The National Pandemic Flu Service is to close in a fortnight, the Department of Health has announced.

The DH has decided that both the web and telephone service will be discontinued simultaneously at 1am on Thursday, 11 February.

Ian Dalton, national director of NHS Flu Resilience, wrote to primary care trust and hospital chief executives this week, outlining the plans.

Dalton said the NPFS, launched in July, had been “very successful in easing pressure on primary care services during the busiest times of the pandemic.”

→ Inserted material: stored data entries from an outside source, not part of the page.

//! cardagent configuration types and loading

use eyre::{Context, Result};
use serde::{Deserialize, Serialize};
use std::fs;
use std::path::{Path, PathBuf};

use crate::llm::GenerationParams;

/// Main cardagent configuration
#[derive(Debug, Clone, Default, Serialize, Deserialize)]
#[serde(default)]
pub struct Config {
    /// Log level (TRACE, DEBUG, INFO, WARN, ERROR)
    #[serde(rename = "log-level", skip_serializing_if = "Option::is_none")]
    pub log_level: Option<String>,

    /// LLM provider configuration
    pub llm: LlmConfig,

    /// Workflow limits and behavior
    pub workflow: WorkflowConfig,
}

impl Config {
    /// Validate configuration before running the workflow
    ///
    /// Checks that the API key environment variable is set and the step
    /// budget is usable. Call this before any remote call to fail fast.
    pub fn validate(&self) -> Result<()> {
        if std::env::var(&self.llm.api_key_env).is_err() {
            return Err(eyre::eyre!(
                "LLM API key not found. Set the {} environment variable.",
                self.llm.api_key_env
            ));
        }
        if self.workflow.max_steps == 0 {
            return Err(eyre::eyre!("workflow.max-steps must be at least 1"));
        }
        Ok(())
    }

    /// Load configuration with fallback chain
    pub fn load(config_path: Option<&PathBuf>) -> Result<Self> {
        // If explicit config path provided, try to load it
        if let Some(path) = config_path {
            return Self::load_from_file(path).context(format!("Failed to load config from {}", path.display()));
        }

        for candidate in Self::candidate_paths() {
            if candidate.exists() {
                match Self::load_from_file(&candidate) {
                    Ok(config) => return Ok(config),
                    Err(e) => {
                        tracing::warn!("Failed to load config from {}: {}", candidate.display(), e);
                    }
                }
            }
        }

        tracing::info!("No config file found, using defaults");
        Ok(Self::default())
    }

    /// Read only the log level, before logging is initialized
    ///
    /// Errors are swallowed: a broken config file is reported later by
    /// [`Config::load`] once logging works.
    pub fn load_log_level(config_path: Option<&PathBuf>) -> Option<String> {
        let path = match config_path {
            Some(path) => Some(path.clone()),
            None => Self::candidate_paths().into_iter().find(|p| p.exists()),
        }?;
        let content = fs::read_to_string(path).ok()?;
        let config: Self = serde_yaml::from_str(&content).ok()?;
        config.log_level
    }

    /// Project-local `.cardagent.yml`, then `~/.config/cardagent/cardagent.yml`
    fn candidate_paths() -> Vec<PathBuf> {
        let mut paths = vec![PathBuf::from(".cardagent.yml")];
        if let Some(config_dir) = dirs::config_dir() {
            paths.push(config_dir.join("cardagent").join("cardagent.yml"));
        }
        paths
    }

    fn load_from_file<P: AsRef<Path>>(path: P) -> Result<Self> {
        let content = fs::read_to_string(&path).context("Failed to read config file")?;

        let config: Self = serde_yaml::from_str(&content).context("Failed to parse config file")?;

        tracing::info!("Loaded config from: {}", path.as_ref().display());
        Ok(config)
    }
}

/// LLM provider configuration
#[derive(Debug, Clone, Serialize, Deserialize)]
#[serde(default)]
pub struct LlmConfig {
    /// Provider name ("anthropic" or "openai")
    pub provider: String,

    /// Model identifier
    pub model: String,

    /// Environment variable containing the API key
    #[serde(rename = "api-key-env")]
    pub api_key_env: String,

    /// API base URL
    #[serde(rename = "base-url")]
    pub base_url: String,

    /// Request timeout in milliseconds
    #[serde(rename = "timeout-ms")]
    pub timeout_ms: u64,

    /// Sampling temperature
    pub temperature: f32,

    /// Maximum tokens per response
    #[serde(rename = "max-tokens")]
    pub max_tokens: u32,

    /// Nucleus sampling cutoff
    #[serde(rename = "top-p")]
    pub top_p: f32,
}

impl Default for LlmConfig {
    fn default() -> Self {
        let params = GenerationParams::default();
        Self {
            provider: "anthropic".to_string(),
            model: "claude-sonnet-4-20250514".to_string(),
            api_key_env: "ANTHROPIC_API_KEY".to_string(),
            base_url: "https://api.anthropic.com".to_string(),
            timeout_ms: 60_000,
            temperature: params.temperature,
            max_tokens: params.max_tokens,
            top_p: params.top_p,
        }
    }
}

impl LlmConfig {
    /// Read the API key from the configured environment variable
    pub fn get_api_key(&self) -> Result<String> {
        let key = std::env::var(&self.api_key_env)
            .map_err(|_| eyre::eyre!("Environment variable {} is not set", self.api_key_env))?;
        if key.trim().is_empty() {
            return Err(eyre::eyre!("Environment variable {} is empty", self.api_key_env));
        }
        Ok(key)
    }

    /// Sampling parameters for every workflow request
    pub fn generation_params(&self) -> GenerationParams {
        GenerationParams {
            temperature: self.temperature,
            max_tokens: self.max_tokens,
            top_p: self.top_p,
        }
    }
}

/// Workflow limits and behavior
#[derive(Debug, Clone, Serialize, Deserialize)]
#[serde(default)]
pub struct WorkflowConfig {
    /// Maximum plan -> dispatch cycles per submission
    #[serde(rename = "max-steps")]
    pub max_steps: u32,

    /// Treat gateway failures in classify/plan as unparseable output
    #[serde(rename = "degrade-on-llm-error")]
    pub degrade_on_llm_error: bool,

    /// Directory holding prompt template overrides
    #[serde(rename = "prompts-dir")]
    pub prompts_dir: PathBuf,
}

impl Default for WorkflowConfig {
    fn default() -> Self {
        Self {
            max_steps: 6,
            degrade_on_llm_error: false,
            prompts_dir: PathBuf::from(".cardagent/prompts"),
        }
    }
}

#[cfg(test)]
mod tests {
    use super::*;
    use serial_test::serial;

    #[test]
    fn test_default_config() {
        let config = Config::default();

        assert_eq!(config.llm.provider, "anthropic");
        assert_eq!(config.workflow.max_steps, 6);
        assert!(!config.workflow.degrade_on_llm_error);
        assert!(config.log_level.is_none());
    }

    #[test]
    fn test_llm_config_defaults() {
        let config = LlmConfig::default();

        assert_eq!(config.provider, "anthropic");
        assert!(config.model.contains("sonnet"));
        assert_eq!(config.api_key_env, "ANTHROPIC_API_KEY");
        assert_eq!(config.base_url, "https://api.anthropic.com");
        assert_eq!(config.generation_params(), GenerationParams::default());
    }

    #[test]
    fn test_deserialize_config() {
        let yaml = r#"
log-level: DEBUG
llm:
  provider: openai
  model: gpt-4o-mini
  api-key-env: MY_API_KEY
  base-url: https://api.example.com
  timeout-ms: 5000
  temperature: 0.2
  max-tokens: 512
  top-p: 0.95

workflow:
  max-steps: 3
  degrade-on-llm-error: true
  prompts-dir: /etc/cardagent/prompts
"#;

        let config: Config = serde_yaml::from_str(yaml).unwrap();

        assert_eq!(config.log_level.as_deref(), Some("DEBUG"));
        assert_eq!(config.llm.provider, "openai");
        assert_eq!(config.llm.api_key_env, "MY_API_KEY");
        assert_eq!(config.llm.max_tokens, 512);
        assert_eq!(config.llm.top_p, 0.95);
        assert_eq!(config.workflow.max_steps, 3);
        assert!(config.workflow.degrade_on_llm_error);
        assert_eq!(config.workflow.prompts_dir, PathBuf::from("/etc/cardagent/prompts"));
    }

    #[test]
    fn test_partial_config_uses_defaults() {
        let yaml = r#"
llm:
  model: claude-haiku
"#;

        let config: Config = serde_yaml::from_str(yaml).unwrap();

        // Specified value
        assert_eq!(config.llm.model, "claude-haiku");

        // Defaults for unspecified
        assert_eq!(config.llm.provider, "anthropic");
        assert_eq!(config.llm.max_tokens, 256);
        assert_eq!(config.workflow.max_steps, 6);
    }

    #[test]
    fn test_load_explicit_path() {
        let dir = tempfile::tempdir().unwrap();
        let path = dir.path().join("cardagent.yml");
        fs::write(&path, "log-level: WARN\nworkflow:\n  max-steps: 2\n").unwrap();

        let config = Config::load(Some(&path)).unwrap();
        assert_eq!(config.workflow.max_steps, 2);
        assert_eq!(Config::load_log_level(Some(&path)).as_deref(), Some("WARN"));
    }

    #[test]
    fn test_load_explicit_path_missing_is_error() {
        let path = PathBuf::from("/definitely/not/here/cardagent.yml");
        assert!(Config::load(Some(&path)).is_err());
        assert!(Config::load_log_level(Some(&path)).is_none());
    }

    #[test]
    #[serial]
    fn test_validate_requires_api_key() {
        let mut config = Config::default();
        config.llm.api_key_env = "CARDAGENT_TEST_KEY_VALIDATE".to_string();

        unsafe { std::env::remove_var("CARDAGENT_TEST_KEY_VALIDATE") };
        let err = config.validate().unwrap_err();
        assert!(err.to_string().contains("CARDAGENT_TEST_KEY_VALIDATE"));

        unsafe { std::env::set_var("CARDAGENT_TEST_KEY_VALIDATE", "sk-test") };
        assert!(config.validate().is_ok());
        assert_eq!(config.llm.get_api_key().unwrap(), "sk-test");

        config.workflow.max_steps = 0;
        assert!(config.validate().is_err());

        unsafe { std::env::remove_var("CARDAGENT_TEST_KEY_VALIDATE") };
    }

    #[test]
    #[serial]
    fn test_empty_api_key_rejected() {
        let config = LlmConfig {
            api_key_env: "CARDAGENT_TEST_KEY_EMPTY".to_string(),
            ..Default::default()
        };
        unsafe { std::env::set_var("CARDAGENT_TEST_KEY_EMPTY", "  ") };
        assert!(config.get_api_key().is_err());
        unsafe { std::env::remove_var("CARDAGENT_TEST_KEY_EMPTY") };
    }
}
//! Tool error types

use thiserror::Error;

use crate::domain::Action;

/// Errors that can occur while dispatching a card operation
#[derive(Debug, Error)]
pub enum ToolError {
    #[error("Refusing to {action}: card ownership has not been validated")]
    UnvalidatedDestructiveAction { action: Action },

    #[error("No tool registered for action: {action}")]
    UnknownTool { action: Action },

    #[error("Tool {tool} failed: {message}")]
    Failed { tool: String, message: String },
}

#[cfg(test)]
mod tests {
    use super::*;

    #[test]
    fn test_unvalidated_message() {
        let err = ToolError::UnvalidatedDestructiveAction { action: Action::Cancel };
        let msg = err.to_string();
        assert!(msg.contains("cancel"));
        assert!(msg.contains("not been validated"));
    }

    #[test]
    fn test_failed_message() {
        let err = ToolError::Failed {
            tool: "replace_card".to_string(),
            message: "issuer unavailable".to_string(),
        };
        assert_eq!(err.to_string(), "Tool replace_card failed: issuer unavailable");
    }
}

However, he said indicators showed that while levels of hospital admission continued to be significant, NHS pressures from swine flu were now half what they had been in the weeks before the NPFS was launched.

“The service can be restored in seven days should it be needed,” he added.

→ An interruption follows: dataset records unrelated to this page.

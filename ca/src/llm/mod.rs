//! Language-model gateway
//!
//! A thin text-completion interface: a rendered prompt goes in, raw text comes
//! out. No retry, no streaming. Parsing the text is up to the caller.

use std::sync::Arc;

use tracing::debug;

mod anthropic;
pub mod client;
mod error;
mod openai;
mod types;

pub use anthropic::AnthropicClient;
pub use client::LlmClient;
pub use error::LlmError;
pub use openai::OpenAIClient;
pub use types::{GenerateRequest, GenerateResponse, GenerationParams, StopReason, TokenUsage};

use crate::config::LlmConfig;

/// Create an LLM client based on the provider specified in config
///
/// Supports "anthropic" and "openai" providers.
pub fn create_client(config: &LlmConfig) -> Result<Arc<dyn LlmClient>, LlmError> {
    debug!(provider = %config.provider, model = %config.model, "create_client: called");
    match config.provider.as_str() {
        "anthropic" => {
            debug!("create_client: creating Anthropic client");
            Ok(Arc::new(AnthropicClient::from_config(config)?))
        }
        "openai" => {
            debug!("create_client: creating OpenAI client");
            Ok(Arc::new(OpenAIClient::from_config(config)?))
        }
        other => {
            debug!(provider = %other, "create_client: unknown provider");
            Err(LlmError::Config(format!(
                "Unknown LLM provider: '{}'. Supported: anthropic, openai",
                other
            )))
        }
    }
}
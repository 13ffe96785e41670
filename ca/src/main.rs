//! cardagent - autonomous card-service agent
//!
//! CLI entry point: one-shot runs, the interactive prompt, and helpers for
//! inspecting configuration and prompt templates.

use std::fs;

use clap::{CommandFactory, FromArgMatches};
use eyre::{Context, Result};
use tracing::{debug, info};

use cardagent::cli::{Cli, Command, OutputFormat, generate_after_help, get_log_path};
use cardagent::config::Config;
use cardagent::llm::create_client;
use cardagent::output::{render_json, render_text};
use cardagent::prompts::{PromptLoader, embedded};
use cardagent::repl;
use cardagent::workflow::WorkflowEngine;

fn setup_logging(cli_log_level: Option<&str>, config_log_level: Option<&str>) -> Result<()> {
    let log_path = get_log_path();
    if let Some(log_dir) = log_path.parent() {
        fs::create_dir_all(log_dir).context("Failed to create log directory")?;
    }

    // Priority: CLI --log-level > config file > INFO
    let level = match cli_log_level.or(config_log_level).map(|s| s.to_uppercase()) {
        None => tracing::Level::INFO,
        Some(s) => match s.as_str() {
            "TRACE" => tracing::Level::TRACE,
            "DEBUG" => tracing::Level::DEBUG,
            "INFO" => tracing::Level::INFO,
            "WARN" | "WARNING" => tracing::Level::WARN,
            "ERROR" => tracing::Level::ERROR,
            _ => {
                eprintln!("Warning: Unknown log-level '{}', defaulting to INFO", s);
                tracing::Level::INFO
            }
        },
    };

    let log_file = fs::File::create(&log_path).context("Failed to create log file")?;

    tracing_subscriber::fmt()
        .with_writer(log_file)
        .with_ansi(false)
        .with_env_filter(tracing_subscriber::EnvFilter::from_default_env().add_directive(level.into()))
        .init();

    info!("Logging initialized (level: {:?})", level);
    Ok(())
}

#[tokio::main]
async fn main() -> Result<()> {
    let cmd = Cli::command().after_help(generate_after_help());
    let cli = Cli::from_arg_matches(&cmd.get_matches())?;

    let config_log_level = Config::load_log_level(cli.config.as_ref());
    setup_logging(cli.log_level.as_deref(), config_log_level.as_deref()).context("Failed to setup logging")?;

    let config = Config::load(cli.config.as_ref()).context("Failed to load configuration")?;
    info!(provider = %config.llm.provider, model = %config.llm.model, "cardagent loaded config");

    debug!(command = ?cli.command, "main: dispatching command");
    match cli.command {
        Some(Command::Run {
            request,
            max_steps,
            model,
            format,
            debug: show_debug,
        }) => cmd_run(config, &request, max_steps, model, format, show_debug).await,
        Some(Command::Repl { max_steps }) => repl::run_interactive(&config, max_steps).await,
        Some(Command::Config) => cmd_config(&config),
        Some(Command::Prompt { name, input, validated }) => cmd_prompt(&config, &name, &input, validated),
        None => repl::run_interactive(&config, None).await,
    }
}

async fn cmd_run(
    mut config: Config,
    request: &str,
    max_steps: Option<u32>,
    model: Option<String>,
    format: OutputFormat,
    show_debug: bool,
) -> Result<()> {
    debug!(%request, ?max_steps, ?model, %format, show_debug, "cmd_run: called");
    if let Some(model) = model {
        config.llm.model = model;
    }
    if let Some(max) = max_steps {
        config.workflow.max_steps = max;
    }
    config.validate()?;

    let llm = create_client(&config.llm).context("Failed to create LLM client")?;
    let engine = WorkflowEngine::from_config(&config, llm);

    let outcome = engine.run_default(request).await.context("Workflow run failed")?;
    debug!(run_id = %outcome.run_id, "cmd_run: run finished");

    let rendered = match format {
        OutputFormat::Text => render_text(&outcome, show_debug)?,
        OutputFormat::Json => render_json(&outcome)?,
    };
    print!("{}", rendered);
    if format == OutputFormat::Json {
        println!();
    }
    Ok(())
}

fn cmd_config(config: &Config) -> Result<()> {
    debug!("cmd_config: called");
    let yaml = serde_yaml::to_string(config).context("Failed to serialize config")?;
    print!("{}", yaml);
    Ok(())
}

fn cmd_prompt(config: &Config, name: &str, input: &str, validated: bool) -> Result<()> {
    debug!(%name, validated, "cmd_prompt: called");
    let loader = PromptLoader::new(&config.workflow.prompts_dir);
    let rendered = match name {
        embedded::CLASSIFY_NAME => loader.classify_prompt(input)?,
        embedded::PLAN_NAME => loader.plan_prompt(input, validated)?,
        _ => {
            return Err(eyre::eyre!(
                "Unknown prompt: {}. Available: {}",
                name,
                embedded::NAMES.join(", ")
            ));
        }
    };
    println!("{}", rendered);
    Ok(())
}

Dalton said a mid-week date had been chosen to close the NPFS to allow time during the working week “to gear up to making the change as smoothly as possible.”

He said PCTs, GP practices and community pharmacies would need to ensure that all their communications to patients, including websites, posters and leaflets, excluded reference to the NPFS.

The swine flu information line is to continue to operate. It will provide recorded information directing people to their GP if appropriate, while giving information about swine flu and self care.

Dalton said the government’s main scientific advisory group had reviewed antiviral policy and decided that GPs could continue to make antiviral medicines available to patients with swine flu, subject to their clinical discretion, until the end of March.

Antiviral policy will revert to normal from 1 April. The DH said PCTs would be expected to maintain a network of antiviral collection points appropriate to the level of swine flu in their areas.

Dalton added that the decision to stand down the NPFS and the current low levels of swine flu should not lead to a sense of complacency.

He added: “There is still considerable uncertainty about how the virus will behave over the coming months and years.”

GPs are to be encouraged to continue with the vaccination programme for children under five and those in the priority groups until the beginning of the 2010-11 flu season.